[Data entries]
"""
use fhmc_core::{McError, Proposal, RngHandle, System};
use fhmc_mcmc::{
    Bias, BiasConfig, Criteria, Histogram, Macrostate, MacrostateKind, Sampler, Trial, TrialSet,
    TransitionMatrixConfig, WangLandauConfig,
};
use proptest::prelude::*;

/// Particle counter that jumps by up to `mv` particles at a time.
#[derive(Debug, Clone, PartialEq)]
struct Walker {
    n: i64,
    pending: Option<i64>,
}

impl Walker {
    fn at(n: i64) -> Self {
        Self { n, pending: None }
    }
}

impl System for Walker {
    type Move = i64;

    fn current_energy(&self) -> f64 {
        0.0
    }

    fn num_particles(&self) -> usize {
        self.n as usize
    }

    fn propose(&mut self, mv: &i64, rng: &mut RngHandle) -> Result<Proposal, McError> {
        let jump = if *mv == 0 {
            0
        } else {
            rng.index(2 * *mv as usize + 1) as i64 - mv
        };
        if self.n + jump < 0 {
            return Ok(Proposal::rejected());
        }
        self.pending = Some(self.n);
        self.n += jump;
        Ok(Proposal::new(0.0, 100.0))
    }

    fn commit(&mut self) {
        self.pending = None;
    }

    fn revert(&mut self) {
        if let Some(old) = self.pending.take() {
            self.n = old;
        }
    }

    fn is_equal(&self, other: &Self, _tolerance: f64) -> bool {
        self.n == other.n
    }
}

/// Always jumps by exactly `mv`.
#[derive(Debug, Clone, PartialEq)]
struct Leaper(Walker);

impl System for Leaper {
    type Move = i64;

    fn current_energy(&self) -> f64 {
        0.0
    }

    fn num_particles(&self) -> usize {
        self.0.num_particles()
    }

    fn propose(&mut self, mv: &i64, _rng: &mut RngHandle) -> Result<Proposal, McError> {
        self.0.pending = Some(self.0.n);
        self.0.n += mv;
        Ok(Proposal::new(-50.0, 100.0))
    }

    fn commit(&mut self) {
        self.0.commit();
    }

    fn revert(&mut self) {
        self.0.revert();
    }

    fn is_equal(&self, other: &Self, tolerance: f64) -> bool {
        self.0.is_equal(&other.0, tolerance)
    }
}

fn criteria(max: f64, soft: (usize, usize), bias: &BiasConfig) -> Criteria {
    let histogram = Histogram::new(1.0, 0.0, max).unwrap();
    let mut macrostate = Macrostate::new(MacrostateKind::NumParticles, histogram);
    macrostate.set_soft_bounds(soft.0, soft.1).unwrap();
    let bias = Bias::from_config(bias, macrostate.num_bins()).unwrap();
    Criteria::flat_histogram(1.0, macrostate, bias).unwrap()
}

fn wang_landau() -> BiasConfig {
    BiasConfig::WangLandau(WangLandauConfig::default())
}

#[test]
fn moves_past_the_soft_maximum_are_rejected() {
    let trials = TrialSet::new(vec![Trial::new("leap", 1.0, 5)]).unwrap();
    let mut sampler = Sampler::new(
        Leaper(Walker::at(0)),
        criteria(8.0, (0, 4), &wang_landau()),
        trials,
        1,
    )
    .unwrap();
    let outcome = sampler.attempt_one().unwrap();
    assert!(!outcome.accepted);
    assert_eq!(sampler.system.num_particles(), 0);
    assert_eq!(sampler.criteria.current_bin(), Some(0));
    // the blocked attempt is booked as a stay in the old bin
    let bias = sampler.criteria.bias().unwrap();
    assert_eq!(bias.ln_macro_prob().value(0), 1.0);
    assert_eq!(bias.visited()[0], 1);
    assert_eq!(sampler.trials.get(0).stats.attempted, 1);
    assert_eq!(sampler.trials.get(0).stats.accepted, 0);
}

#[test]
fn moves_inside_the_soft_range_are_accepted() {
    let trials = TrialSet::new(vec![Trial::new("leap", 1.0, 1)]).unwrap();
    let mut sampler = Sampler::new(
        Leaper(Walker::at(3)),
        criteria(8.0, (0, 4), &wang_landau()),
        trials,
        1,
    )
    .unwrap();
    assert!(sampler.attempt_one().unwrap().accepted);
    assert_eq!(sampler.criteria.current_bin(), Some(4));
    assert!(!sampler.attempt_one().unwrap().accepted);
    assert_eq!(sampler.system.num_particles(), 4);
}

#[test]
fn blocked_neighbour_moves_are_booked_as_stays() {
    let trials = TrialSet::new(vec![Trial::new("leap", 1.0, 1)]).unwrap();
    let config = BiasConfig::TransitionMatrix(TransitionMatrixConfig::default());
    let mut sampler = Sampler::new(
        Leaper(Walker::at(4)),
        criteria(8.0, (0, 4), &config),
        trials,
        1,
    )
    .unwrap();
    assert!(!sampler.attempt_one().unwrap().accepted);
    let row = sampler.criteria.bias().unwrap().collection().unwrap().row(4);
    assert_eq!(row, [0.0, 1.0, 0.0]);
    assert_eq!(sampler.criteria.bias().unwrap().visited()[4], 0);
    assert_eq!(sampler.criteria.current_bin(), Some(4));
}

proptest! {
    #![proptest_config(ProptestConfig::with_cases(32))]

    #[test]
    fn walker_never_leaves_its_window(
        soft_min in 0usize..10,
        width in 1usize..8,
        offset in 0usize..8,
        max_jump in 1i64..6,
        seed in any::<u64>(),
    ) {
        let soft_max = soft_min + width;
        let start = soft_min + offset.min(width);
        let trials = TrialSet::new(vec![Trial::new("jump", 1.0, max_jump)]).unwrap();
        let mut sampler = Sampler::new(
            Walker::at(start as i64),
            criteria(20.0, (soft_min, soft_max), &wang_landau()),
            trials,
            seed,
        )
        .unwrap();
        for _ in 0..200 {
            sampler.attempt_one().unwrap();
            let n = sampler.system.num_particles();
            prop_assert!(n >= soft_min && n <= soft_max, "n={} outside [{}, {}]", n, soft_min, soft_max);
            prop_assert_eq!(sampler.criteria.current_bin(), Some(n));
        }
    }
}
"""
■ **Work order**
Each line shown above must be repeated exactly.

■ **Written answer**
use fhmc_core::{McError, Proposal, RngHandle, System};
use fhmc_mcmc::{
    Bias, BiasConfig, Criteria, Histogram, Macrostate, MacrostateKind, Sampler, Trial, TrialSet,
    TransitionMatrixConfig, WangLandauConfig,
};
use proptest::prelude::*;

/// Particle counter that jumps by up to `mv` particles at a time.
#[derive(Debug, Clone, PartialEq)]
struct Walker {
    n: i64,
    pending: Option<i64>,
}

impl Walker {
    fn at(n: i64) -> Self {
        Self { n, pending: None }
    }
}

impl System for Walker {
    type Move = i64;

    fn current_energy(&self) -> f64 {
        0.0
    }

    fn num_particles(&self) -> usize {
        self.n as usize
    }

    fn propose(&mut self, mv: &i64, rng: &mut RngHandle) -> Result<Proposal, McError> {
        let jump = if *mv == 0 {
            0
        } else {
            rng.index(2 * *mv as usize + 1) as i64 - mv
        };
        if self.n + jump < 0 {
            return Ok(Proposal::rejected());
        }
        self.pending = Some(self.n);
        self.n += jump;
        Ok(Proposal::new(0.0, 100.0))
    }

    fn commit(&mut self) {
        self.pending = None;
    }

    fn revert(&mut self) {
        if let Some(old) = self.pending.take() {
            self.n = old;
        }
    }

    fn is_equal(&self, other: &Self, _tolerance: f64) -> bool {
        self.n == other.n
    }
}

/// Always jumps by exactly `mv`.
#[derive(Debug, Clone, PartialEq)]
struct Leaper(Walker);

impl System for Leaper {
    type Move = i64;

    fn current_energy(&self) -> f64 {
        0.0
    }

    fn num_particles(&self) -> usize {
        self.0.num_particles()
    }

    fn propose(&mut self, mv: &i64, _rng: &mut RngHandle) -> Result<Proposal, McError> {
        self.0.pending = Some(self.0.n);
        self.0.n += mv;
        Ok(Proposal::new(-50.0, 100.0))
    }

    fn commit(&mut self) {
        self.0.commit();
    }

    fn revert(&mut self) {
        self.0.revert();
    }

    fn is_equal(&self, other: &Self, tolerance: f64) -> bool {
        self.0.is_equal(&other.0, tolerance)
    }
}

fn criteria(max: f64, soft: (usize, usize), bias: &BiasConfig) -> Criteria {
    let histogram = Histogram::new(1.0, 0.0, max).unwrap();
    let mut macrostate = Macrostate::new(MacrostateKind::NumParticles, histogram);
    macrostate.set_soft_bounds(soft.0, soft.1).unwrap();
    let bias = Bias::from_config(bias, macrostate.num_bins()).unwrap();
    Criteria::flat_histogram(1.0, macrostate, bias).unwrap()
}

fn wang_landau() -> BiasConfig {
    BiasConfig::WangLandau(WangLandauConfig::default())
}

#[test]
fn moves_past_the_soft_maximum_are_rejected() {
    let trials = TrialSet::new(vec![Trial::new("leap", 1.0, 5)]).unwrap();
    let mut sampler = Sampler::new(
        Leaper(Walker::at(0)),
        criteria(8.0, (0, 4), &wang_landau()),
        trials,
        1,
    )
    .unwrap();
    let outcome = sampler.attempt_one().unwrap();
    assert!(!outcome.accepted);
    assert_eq!(sampler.system.num_particles(), 0);
    assert_eq!(sampler.criteria.current_bin(), Some(0));
    // the blocked attempt is booked as a stay in the old bin
    let bias = sampler.criteria.bias().unwrap();
    assert_eq!(bias.ln_macro_prob().value(0), 1.0);
    assert_eq!(bias.visited()[0], 1);
    assert_eq!(sampler.trials.get(0).stats.attempted, 1);
    assert_eq!(sampler.trials.get(0).stats.accepted, 0);
}

#[test]
fn moves_inside_the_soft_range_are_accepted() {
    let trials = TrialSet::new(vec![Trial::new("leap", 1.0, 1)]).unwrap();
    let mut sampler = Sampler::new(
        Leaper(Walker::at(3)),
        criteria(8.0, (0, 4), &wang_landau()),
        trials,
        1,
    )
    .unwrap();
    assert!(sampler.attempt_one().unwrap().accepted);
    assert_eq!(sampler.criteria.current_bin(), Some(4));
    assert!(!sampler.attempt_one().unwrap().accepted);
    assert_eq!(sampler.system.num_particles(), 4);
}

#[test]
fn blocked_neighbour_moves_are_booked_as_stays() {
    let trials = TrialSet::new(vec![Trial::new("leap", 1.0, 1)]).unwrap();
    let config = BiasConfig::TransitionMatrix(TransitionMatrixConfig::default());
    let mut sampler = Sampler::new(
        Leaper(Walker::at(4)),
        criteria(8.0, (0, 4), &config),
        trials,
        1,
    )
    .unwrap();
    assert!(!sampler.attempt_one().unwrap().accepted);
    let row = sampler.criteria.bias().unwrap().collection().unwrap().row(4);
    assert_eq!(row, [0.0, 1.0, 0.0]);
    assert_eq!(sampler.criteria.bias().unwrap().visited()[4], 0);
    assert_eq!(sampler.criteria.current_bin(), Some(4));
}

proptest! {
    #![proptest_config(ProptestConfig::with_cases(32))]

    #[test]
    fn walker_never_leaves_its_window(
        soft_min in 0usize..10,
        width in 1usize..8,
        offset in 0usize..8,
        max_jump in 1i64..6,
        seed in any::<u64>(),
    ) {
        let soft_max = soft_min + width;
        let start = soft_min + offset.min(width);
        let trials = TrialSet::new(vec![Trial::new("jump", 1.0, max_jump)]).unwrap();
        let mut sampler = Sampler::new(
            Walker::at(start as i64),
            criteria(20.0, (soft_min, soft_max), &wang_landau()),
            trials,
            seed,
        )
        .unwrap();
        for _ in 0..200 {
            sampler.attempt_one().unwrap();
            let n = sampler.system.num_particles();
            prop_assert!(n >= soft_min && n <= soft_max, "n={} outside [{}, {}]", n, soft_min, soft_max);
            prop_assert_eq!(sampler.criteria.current_bin(), Some(n));
        }
    }
}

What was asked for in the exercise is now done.